El comandante se dejó caer en su sillón y mordió furiosamente su cigarro.

– Ni tampoco la tenemos nosotros, comisario. Los únicos submarinos que existen aquí son los que ya conoce su Gobierno.

Advirtiendo la sorpresa de Soto ante su pregunta, y la rápida mirada que dirigió Weintraub a sus auxiliares, Bernal dijo:

– Muy bien, comandante, le creo.
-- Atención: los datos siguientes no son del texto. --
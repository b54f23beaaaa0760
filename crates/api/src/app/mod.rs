//! HTTP API application wiring (Axum router + service wiring).
//!
//! Layout:
//! - `services.rs`: store selection + domain service construction
//! - `routes/`: HTTP routes + handlers (one file per domain area)
//! - `dto.rs`: request DTOs and JSON mapping helpers
//! - `errors.rs`: consistent error responses (`{status, body}` envelope)

use std::sync::Arc;

use axum::http::StatusCode;
use axum::response::Response;
use axum::{Extension, Router, routing::get};
use serde_json::json;
use tower::ServiceBuilder;

use crate::config::AppConfig;
use crate::middleware;

pub mod dto;
pub mod errors;
pub mod routes;
pub mod services;

/// Build the full HTTP router (public entrypoint used by `main.rs`).
pub async fn build_app(config: AppConfig) -> anyhow::Result<Router> {
    let services = Arc::new(services::build_services(&config).await?);

    let auth_state = middleware::AuthState {
        credentials: services.credentials.clone(),
    };

    // Protected routes: require a valid bearer token.
    let protected = routes::protected_router()
        .layer(Extension(services.clone()))
        .layer(axum::middleware::from_fn_with_state(
            auth_state,
            middleware::auth_middleware,
        ));

    let public = routes::public_router().layer(Extension(services));

    Ok(Router::new()
        .route("/health", get(health))
        .merge(public)
        .merge(protected)
        .fallback(not_found)
        .layer(ServiceBuilder::new()))
}

async fn health() -> StatusCode {
    StatusCode::OK
}

async fn not_found() -> Response {
    errors::respond(
        StatusCode::NOT_FOUND,
        json!({
            "error": "not_found",
            "message": "no such endpoint",
        }),
    )
}
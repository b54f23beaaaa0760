use std::collections::HashSet;

use chrono::{DateTime, Utc};
use serde::{Deserialize, Serialize};

use tribunal_core::{DomainError, Entity, OrganisationId, PrincipalId};

/// A tenant owning appeal templates and cases.
///
/// The moderator set is an owned mapping maintained exclusively through
/// [`Organisation::add_moderator`] / [`Organisation::remove_moderator`]
/// (no implicit join table). Moderators may read and respond to cases but
/// never manage the organisation; that is the owner's (or a global
/// admin's) capability alone.
#[derive(Debug, Clone, PartialEq, Eq, Serialize, Deserialize)]
pub struct Organisation {
    pub id: OrganisationId,
    pub name: String,
    /// Unique URL slug the organisation is reachable under.
    pub url: String,
    pub description: String,
    pub icon_hash: Option<String>,
    pub owner: PrincipalId,
    pub moderators: HashSet<PrincipalId>,
    pub verified: bool,
    pub created_at: DateTime<Utc>,
    pub deleted_at: Option<DateTime<Utc>>,
}

/// Input for creating an organisation.
#[derive(Debug, Clone, Deserialize)]
pub struct OrganisationDraft {
    pub name: String,
    pub url: String,
    #[serde(default)]
    pub description: String,
}

/// Partial update; absent fields are left untouched.
#[derive(Debug, Clone, Default, Deserialize)]
pub struct OrganisationPatch {
    pub name: Option<String>,
    pub description: Option<String>,
    pub icon_hash: Option<String>,
}

impl Organisation {
    pub fn create(
        draft: OrganisationDraft,
        owner: PrincipalId,
        now: DateTime<Utc>,
    ) -> Result<Self, DomainError> {
        let name = draft.name.trim().to_string();
        if name.is_empty() {
            return Err(DomainError::validation("organisation name cannot be empty"));
        }
        let url = draft.url.trim().to_lowercase();
        if url.is_empty() {
            return Err(DomainError::validation("organisation url cannot be empty"));
        }

        Ok(Self {
            id: OrganisationId::new(),
            name,
            url,
            description: draft.description,
            icon_hash: None,
            owner,
            moderators: HashSet::new(),
            verified: false,
            created_at: now,
            deleted_at: None,
        })
    }

    pub fn apply_patch(&mut self, patch: OrganisationPatch) {
        if let Some(name) = patch.name {
            if !name.trim().is_empty() {
                self.name = name;
            }
        }
        if let Some(description) = patch.description {
            self.description = description;
        }
        if let Some(icon_hash) = patch.icon_hash {
            self.icon_hash = Some(icon_hash);
        }
    }

    /// Idempotent: adding an existing moderator is a no-op.
    pub fn add_moderator(&mut self, user: PrincipalId) -> bool {
        self.moderators.insert(user)
    }

    pub fn remove_moderator(&mut self, user: PrincipalId) -> bool {
        self.moderators.remove(&user)
    }

    pub fn is_moderator(&self, user: PrincipalId) -> bool {
        self.moderators.contains(&user)
    }
}

impl Entity for Organisation {
    type Id = OrganisationId;

    fn id(&self) -> &Self::Id {
        &self.id
    }
}
//! Strongly-typed identifiers used across the domain.

use core::str::FromStr;
use serde::{Deserialize, Serialize};
use uuid::Uuid;

use crate::error::DomainError;

/// Identifier of a principal (authenticated identity).
#[derive(Debug, Copy, Clone, PartialEq, Eq, Hash, PartialOrd, Ord, Serialize, Deserialize)]
#[serde(transparent)]
pub struct PrincipalId(Uuid);

/// Identifier of an organisation (tenant boundary).
#[derive(Debug, Copy, Clone, PartialEq, Eq, Hash, PartialOrd, Ord, Serialize, Deserialize)]
#[serde(transparent)]
pub struct OrganisationId(Uuid);

/// Identifier of an appeal template.
#[derive(Debug, Copy, Clone, PartialEq, Eq, Hash, PartialOrd, Ord, Serialize, Deserialize)]
#[serde(transparent)]
pub struct TemplateId(Uuid);

/// Identifier of a template field.
#[derive(Debug, Copy, Clone, PartialEq, Eq, Hash, PartialOrd, Ord, Serialize, Deserialize)]
#[serde(transparent)]
pub struct FieldId(Uuid);

/// Identifier of an appeal (case).
#[derive(Debug, Copy, Clone, PartialEq, Eq, Hash, PartialOrd, Ord, Serialize, Deserialize)]
#[serde(transparent)]
pub struct AppealId(Uuid);

/// Identifier of an appeal response.
#[derive(Debug, Copy, Clone, PartialEq, Eq, Hash, PartialOrd, Ord, Serialize, Deserialize)]
#[serde(transparent)]
pub struct ResponseId(Uuid);

/// Identifier of an appeal answer.
#[derive(Debug, Copy, Clone, PartialEq, Eq, Hash, PartialOrd, Ord, Serialize, Deserialize)]
#[serde(transparent)]
pub struct AnswerId(Uuid);

macro_rules! impl_uuid_newtype {
    ($t:ty, $name:literal) => {
        impl $t {
            /// Create a new identifier.
            ///
            /// Uses UUIDv7 (time-ordered). Prefer passing IDs explicitly in tests
            /// for determinism.
            pub fn new() -> Self {
                Self(Uuid::now_v7())
            }

            pub fn from_uuid(uuid: Uuid) -> Self {
                Self(uuid)
            }

            pub fn as_uuid(&self) -> &Uuid {
                &self.0
            }
        }

        impl Default for $t {
            fn default() -> Self {
                Self::new()
            }
        }

        impl core::fmt::Display for $t {
            fn fmt(&self, f: &mut core::fmt::Formatter<'_>) -> core::fmt::Result {
                core::fmt::Display::fmt(&self.0, f)
            }
        }

        impl From<Uuid> for $t {
            fn from(value: Uuid) -> Self {
                Self(value)
            }
        }

        impl From<$t> for Uuid {
            fn from(value: $t) -> Self {
                value.0
            }
        }

        impl FromStr for $t {
            type Err = DomainError;

            fn from_str(s: &str) -> Result<Self, Self::Err> {
                let uuid = Uuid::from_str(s)
                    .map_err(|e| DomainError::validation(format!("{}: {}", $name, e)))?;
                Ok(Self(uuid))
            }
        }
    };
}

impl_uuid_newtype!(PrincipalId, "PrincipalId");
impl_uuid_newtype!(OrganisationId, "OrganisationId");
impl_uuid_newtype!(TemplateId, "TemplateId");
impl_uuid_newtype!(FieldId, "FieldId");
impl_uuid_newtype!(AppealId, "AppealId");
impl_uuid_newtype!(ResponseId, "ResponseId");
impl_uuid_newtype!(AnswerId, "AnswerId");
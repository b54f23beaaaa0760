use std::sync::Arc;

use chrono::Utc;
use serde::Serialize;

use tribunal_core::{AppealId, DomainError, PrincipalId};

use crate::appeal::{AppealResponse, DecisionCode};
use crate::store::{AppealStore, DecisionApplied, ResponseStore};

/// What happened to the parent appeal's status when a response was recorded.
#[derive(Debug, Copy, Clone, PartialEq, Eq, Serialize)]
#[serde(rename_all = "snake_case")]
pub enum DecisionOutcome {
    /// Plain commentary; no decision was carried.
    NotADecision,
    /// The response's decision closed the case.
    Applied,
    /// The case was already decided; the response was recorded but the
    /// standing decision was left untouched (re-decision is rejected, not
    /// overwritten).
    AlreadyDecided,
}

/// Records responses against a case and applies binding decisions.
pub struct ResponseProcessor {
    appeals: Arc<dyn AppealStore>,
    responses: Arc<dyn ResponseStore>,
}

impl ResponseProcessor {
    pub fn new(appeals: Arc<dyn AppealStore>, responses: Arc<dyn ResponseStore>) -> Self {
        Self { appeals, responses }
    }

    /// Record a response. The response row is persisted unconditionally
    /// (commentary is welcome on decided cases too, audit-trail semantics)
    /// and is returned to the caller whatever happens to the status.
    ///
    /// If `decision` is set, the parent appeal is moved `Open` →
    /// `Decided(code)` through a compare-and-set; when the case is already
    /// decided the transition is rejected and surfaced as
    /// [`DecisionOutcome::AlreadyDecided`].
    pub async fn add_response(
        &self,
        appeal: AppealId,
        author: PrincipalId,
        content: String,
        decision: Option<DecisionCode>,
    ) -> Result<(AppealResponse, DecisionOutcome), DomainError> {
        self.appeals
            .get_by_id(appeal)
            .await?
            .ok_or_else(|| DomainError::not_found("appeal"))?;

        let response = self
            .responses
            .insert(AppealResponse::new(
                appeal,
                author,
                content,
                decision,
                Utc::now(),
            ))
            .await?;

        let outcome = match decision {
            None => DecisionOutcome::NotADecision,
            Some(code) => match self.appeals.decide(appeal, code).await? {
                DecisionApplied::Applied => DecisionOutcome::Applied,
                DecisionApplied::AlreadyDecided => {
                    tracing::info!(%appeal, code = code.as_u8(), "decision ignored, appeal already decided");
                    DecisionOutcome::AlreadyDecided
                }
            },
        };

        Ok((response, outcome))
    }

    pub async fn responses_for(
        &self,
        appeal: AppealId,
    ) -> Result<Vec<AppealResponse>, DomainError> {
        self.responses.list_for_appeal(appeal).await
    }
}
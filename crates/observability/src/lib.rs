//! `tribunal-observability` — process-wide tracing/logging setup.

use tracing_subscriber::EnvFilter;

/// Initialize tracing for the process: JSON lines, timestamps, level
/// filtering via `RUST_LOG` (default `info`).
///
/// Safe to call multiple times; subsequent calls become no-ops, which lets
/// the binary and integration tests share one entrypoint.
pub fn init() {
    let filter = EnvFilter::try_from_default_env().unwrap_or_else(|_| EnvFilter::new("info"));

    let _ = tracing_subscriber::fmt()
        .with_env_filter(filter)
        .json()
        .with_timer(tracing_subscriber::fmt::time::SystemTime)
        .with_target(false)
        .try_init();
}
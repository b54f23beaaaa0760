#[tokio::main]
async fn main() -> anyhow::Result<()> {
    tribunal_observability::init();

    let config = tribunal_api::config::AppConfig::from_env();
    let bind_addr = config.bind_addr.clone();

    let app = tribunal_api::app::build_app(config).await?;

    let listener = tokio::net::TcpListener::bind(&bind_addr).await?;
    tracing::info!("listening on {}", listener.local_addr()?);

    axum::serve(listener, app).await?;
    Ok(())
}
use chrono::{DateTime, Utc};
use serde::{Deserialize, Serialize};

use tribunal_catalog::FieldKind;
use tribunal_core::{
    AnswerId, AppealId, DomainError, Entity, FieldId, OrganisationId, PrincipalId, ResponseId,
    TemplateId,
};

/// A binding decision code. Opaque positive integer; 0 is reserved for
/// "no decision" and cannot be represented here.
#[derive(Debug, Copy, Clone, PartialEq, Eq, Hash, Serialize, Deserialize)]
#[serde(try_from = "u8", into = "u8")]
pub struct DecisionCode(u8);

impl DecisionCode {
    pub fn new(code: u8) -> Result<Self, DomainError> {
        if code == 0 {
            return Err(DomainError::validation("decision code must be positive"));
        }
        Ok(Self(code))
    }

    pub fn as_u8(&self) -> u8 {
        self.0
    }
}

impl TryFrom<u8> for DecisionCode {
    type Error = DomainError;

    fn try_from(code: u8) -> Result<Self, Self::Error> {
        Self::new(code)
    }
}

impl From<DecisionCode> for u8 {
    fn from(code: DecisionCode) -> Self {
        code.0
    }
}

/// Lifecycle state of an appeal. `Decided` is terminal.
#[derive(Debug, Copy, Clone, PartialEq, Eq, Serialize, Deserialize)]
#[serde(try_from = "u8", into = "u8")]
pub enum CaseStatus {
    Open,
    Decided(DecisionCode),
}

impl CaseStatus {
    /// Wire/storage representation: 0 = open, otherwise the decision code.
    pub fn as_code(&self) -> u8 {
        match self {
            CaseStatus::Open => 0,
            CaseStatus::Decided(code) => code.as_u8(),
        }
    }

    pub fn from_code(code: u8) -> Self {
        match DecisionCode::new(code) {
            Ok(code) => CaseStatus::Decided(code),
            Err(_) => CaseStatus::Open,
        }
    }

    pub fn is_open(&self) -> bool {
        matches!(self, CaseStatus::Open)
    }
}

impl TryFrom<u8> for CaseStatus {
    type Error = DomainError;

    fn try_from(code: u8) -> Result<Self, Self::Error> {
        Ok(Self::from_code(code))
    }
}

impl From<CaseStatus> for u8 {
    fn from(status: CaseStatus) -> Self {
        status.as_code()
    }
}

/// One submitted instance of a template.
#[derive(Debug, Clone, PartialEq, Eq, Serialize, Deserialize)]
pub struct Appeal {
    pub id: AppealId,
    pub organisation: OrganisationId,
    pub template: TemplateId,
    pub creator: PrincipalId,
    pub content: serde_json::Value,
    pub status: CaseStatus,
    pub created_at: DateTime<Utc>,
    pub deleted_at: Option<DateTime<Utc>>,
}

impl Appeal {
    pub fn open(
        organisation: OrganisationId,
        template: TemplateId,
        creator: PrincipalId,
        content: serde_json::Value,
        now: DateTime<Utc>,
    ) -> Self {
        Self {
            id: AppealId::new(),
            organisation,
            template,
            creator,
            content,
            status: CaseStatus::Open,
            created_at: now,
            deleted_at: None,
        }
    }

    /// Transition `Open` → `Decided(code)`. Conflicts once decided; no
    /// transition ever leaves a decided case.
    pub fn decide(&mut self, code: DecisionCode) -> Result<(), DomainError> {
        if !self.status.is_open() {
            return Err(DomainError::conflict("appeal is already decided"));
        }
        self.status = CaseStatus::Decided(code);
        Ok(())
    }
}

impl Entity for Appeal {
    type Id = AppealId;

    fn id(&self) -> &Self::Id {
        &self.id
    }
}

/// A per-field answer captured when a case is submitted.
#[derive(Debug, Clone, PartialEq, Eq, Serialize, Deserialize)]
pub struct AppealAnswer {
    pub id: AnswerId,
    pub appeal: AppealId,
    pub field: FieldId,
    pub kind: FieldKind,
    pub content: String,
}

/// A moderator's (or the creator's) message against a case, optionally
/// carrying a binding decision.
#[derive(Debug, Clone, PartialEq, Eq, Serialize, Deserialize)]
pub struct AppealResponse {
    pub id: ResponseId,
    pub appeal: AppealId,
    pub author: PrincipalId,
    pub content: String,
    pub decision: Option<DecisionCode>,
    pub created_at: DateTime<Utc>,
}

impl AppealResponse {
    pub fn new(
        appeal: AppealId,
        author: PrincipalId,
        content: String,
        decision: Option<DecisionCode>,
        now: DateTime<Utc>,
    ) -> Self {
        Self {
            id: ResponseId::new(),
            appeal,
            author,
            content,
            decision,
            created_at: now,
        }
    }
}

/// Input for creating a case.
#[derive(Debug, Clone, Deserialize)]
pub struct CaseDraft {
    pub template: TemplateId,
    pub content: serde_json::Value,
    #[serde(default)]
    pub answers: Vec<AnswerDraft>,
}

#[derive(Debug, Clone, Deserialize)]
pub struct AnswerDraft {
    pub field: FieldId,
    pub content: String,
}

#[cfg(test)]
mod tests {
    use super::*;

    #[test]
    fn decision_code_rejects_zero() {
        assert!(DecisionCode::new(0).is_err());
        assert_eq!(DecisionCode::new(2).unwrap().as_u8(), 2);
    }

    #[test]
    fn status_code_round_trip() {
        assert_eq!(CaseStatus::from_code(0), CaseStatus::Open);
        assert_eq!(
            CaseStatus::from_code(1),
            CaseStatus::Decided(DecisionCode::new(1).unwrap())
        );
        assert_eq!(CaseStatus::from_code(1).as_code(), 1);
        assert_eq!(CaseStatus::Open.as_code(), 0);
    }

    #[test]
    fn decide_is_terminal() {
        let mut appeal = Appeal::open(
            OrganisationId::new(),
            TemplateId::new(),
            PrincipalId::new(),
            serde_json::json!({"reason": "mistaken identity"}),
            Utc::now(),
        );

        appeal.decide(DecisionCode::new(1).unwrap()).unwrap();
        assert_eq!(appeal.status.as_code(), 1);

        let second = appeal.decide(DecisionCode::new(2).unwrap());
        assert!(second.is_err());
        assert_eq!(appeal.status.as_code(), 1);
    }

    proptest::proptest! {
        /// However many decisions are attempted, exactly the first one
        /// sticks and the status never changes afterwards.
        #[test]
        fn at_most_one_decision_applies(codes in proptest::collection::vec(1u8..=255, 1..20)) {
            let mut appeal = Appeal::open(
                OrganisationId::new(),
                TemplateId::new(),
                PrincipalId::new(),
                serde_json::Value::Null,
                Utc::now(),
            );

            let mut applied = 0usize;
            for code in &codes {
                if appeal.decide(DecisionCode::new(*code).unwrap()).is_ok() {
                    applied += 1;
                }
            }

            proptest::prop_assert_eq!(applied, 1);
            proptest::prop_assert_eq!(appeal.status.as_code(), codes[0]);
        }
    }
}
Si entrase en la bahía algún submarino de ese tipo, sin duda perteneciente a alguna potencia extranjera, y se enteraran ustedes de ello, le agradecería que se lo comunicasen inmediatamente al contraalmirante Soto.

Después de que él y Soto hubieran rechazado cortésmente las copas que les ofrecían, so pretexto de que andaban faltos de tiempo, Bernal volvió sobre sus pasos y le entregó una lista al jefe de Seguridad.

– También le agradecería, comandante, que nos hiciese llegar una relación de las actividades de estos oficiales destacados en su base.

Weintraub examinó el papel con una expresión perpleja.

– Okay, comisario, me encargaré de ello. ¿De qué se acusa a estos hombres?

– Por el momento, de nada, pero me gusta adelantarme a los acontecimientos -fue la andanada que le largó Bernal al americano como despedida.

Mientras salían de la base, el contraalmirante le preguntó a Bernal en qué estaban metidos, según él, los tres oficiales americanos.

– No lo sé, pero vale la pena sondear un poco. A propósito, ¿cree que podría conseguir que su jefe de relaciones políticas cenase hoy o almorzara mañana con nosotros dos? Esta vez invito yo. ¿Le parece que probemos El Anteojo, en la Alameda de Apodaca?